In the figure, $PT$ is a tangent to the circle at point $T$. $CT$ is a diameter.

$\angle ABC = 70^\circ$, $\;$ $\angle ACB = 50^\circ$.

Calculate the measure of

$\angle CBT$
$\angle BAT$
$\angle APT$

$\angle ABC = 70^\circ$, $\;$ $\angle ACB = 50^\circ$

$PT =$ tangent to the circle at point $T$

$CT =$ diameter of the circle

$\angle CBT = 90^\circ$ $\;\;\;$ [angle in a semicircle]

In $\;$ $\triangle ABC$, $\;$ $\angle CAB + \angle ABC + \angle ACB = 180^\circ$ $\;\;\;$ [sum of angles of a triangle]

$\therefore \;$ $\angle CAB = 180^\circ - \left(\angle ABC + \angle ACB\right) = 180^\circ - \left(70^\circ + 50^\circ\right) = 60^\circ$

$\angle CAT = 90^\circ$ $\;\;\;$ [angle in a semicircle]

Now, $\;$ $\angle CAT = \angle CAB + \angle BAT$

$\therefore \;$ $\angle BAT = \angle CAT - \angle CAB = 90^\circ - 60^\circ = 30^\circ$

$\angle CTB = \angle CAB = 60^\circ$ $\;\;\;$ [angles of the same segment]

In the figure, $\;$ $\angle CBT = \angle ABC + \angle PBT$

$\therefore \;$ $\angle PBT = \angle CBT - \angle ABC = 90^\circ - 70^\circ = 20^\circ$

Let $PB$ and $CT$ intersect at point $X$.

$\because \;$ $P - X - B$ are collinear points, $\;$ $\angle XBT = \angle PBT = 20^\circ$

$\because \;$ $C - X - T$ are collinear points, $\;$ $\angle XTB = \angle CTB = 60^\circ$

In $\;$ $\triangle XTB$, $\;$ $\angle XTB + \angle XBT + \angle TXB = 180^\circ$ $\;\;\;$ [sum of angles of a triangle]

$\therefore \;$ $\angle TXB = 180^\circ - \left(\angle XTB + \angle XBT\right) = 180^\circ - \left(60^\circ + 20^\circ\right) = 100^\circ$

Now, $\;$ $\angle TXB + \angle CXB = 180^\circ$ $\;\;\;$ [linear pair]

$\therefore \;$ $\angle CXB = 180^\circ - \angle TXB = 180^\circ - 100^\circ = 80^\circ$

$\angle PXT = \angle CXB = 80^\circ$ $\;\;\;$ [vertically opposite angles]

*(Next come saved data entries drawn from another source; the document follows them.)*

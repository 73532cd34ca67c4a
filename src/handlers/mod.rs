pub mod admin;
pub mod auth;
pub mod business;
pub mod notification;
pub mod referral;
pub mod spin;
pub mod task;
pub mod user;
pub mod vip;
pub mod wallet;

pub use admin::admin_config;
pub use auth::auth_config;
pub use business::business_config;
pub use notification::notification_config;
pub use referral::referral_config;
pub use spin::spin_config;
pub use task::task_config;
pub use user::user_config;
pub use vip::vip_config;
pub use wallet::wallet_config;

use crate::entities::user_entity as users;
use crate::error::{AppError, AppResult};
use crate::middlewares::{Capability, CurrentUserId};
use crate::services::UserService;
use actix_web::{HttpMessage, HttpRequest, HttpResponse};
use serde::Serialize;
use serde_json::json;

pub(crate) fn current_user_id(req: &HttpRequest) -> Option<i64> {
    req.extensions().get::<CurrentUserId>().map(|id| id.0)
}

/// Loads the caller and checks it against `capability`.
pub(crate) async fn authorize(
    req: &HttpRequest,
    user_service: &UserService,
    capability: Capability,
) -> AppResult<users::Model> {
    let user_id = current_user_id(req)
        .ok_or_else(|| AppError::AuthError("Missing access token".to_string()))?;
    let user = user_service
        .find_user(user_id)
        .await?
        .ok_or_else(|| AppError::AuthError("User no longer exists".to_string()))?;
    if !user.can_sign_in() {
        return Err(AppError::Forbidden);
    }
    if !capability.permits(Some(&user)) {
        return Err(AppError::PermissionDenied);
    }
    Ok(user)
}

pub(crate) fn ok<T: Serialize>(data: T) -> HttpResponse {
    HttpResponse::Ok().json(json!({
        "success": true,
        "data": data
    }))
}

$\angle PTX = 90^\circ$ $\;\;\;$ [angle between diameter and tangent is $90^\circ$]

In $\triangle PXT$, $\;$ $\angle PXT + \angle PTX + \angle XPT = 180^\circ$ $\;\;\;$ [sum of angles of a triangle]

$\therefore \;$ $\angle XPT = 180^\circ - \left(\angle PXT + \angle PTX\right) = 180^\circ - \left(80^\circ + 90^\circ\right) = 10^\circ$

$\because \;$ $P - A - X$ are collinear points, $\;$ $\angle APT = \angle XPT = 10^\circ$

Commercial Mathematics - Shares and Dividends

A person invested ₹ $10,000$ in $8 \%$, ₹ $25$ shares at ₹ $40$. After a year, the shares were sold at ₹ $42$ each and the proceeds (including the dividend) were invested in $9 \%$, $\;$ ₹ $10$ shares at ₹ $11$. Find:

the dividend for the first year;
the new number of shares bought;
the percentage increase in the return on the original investment.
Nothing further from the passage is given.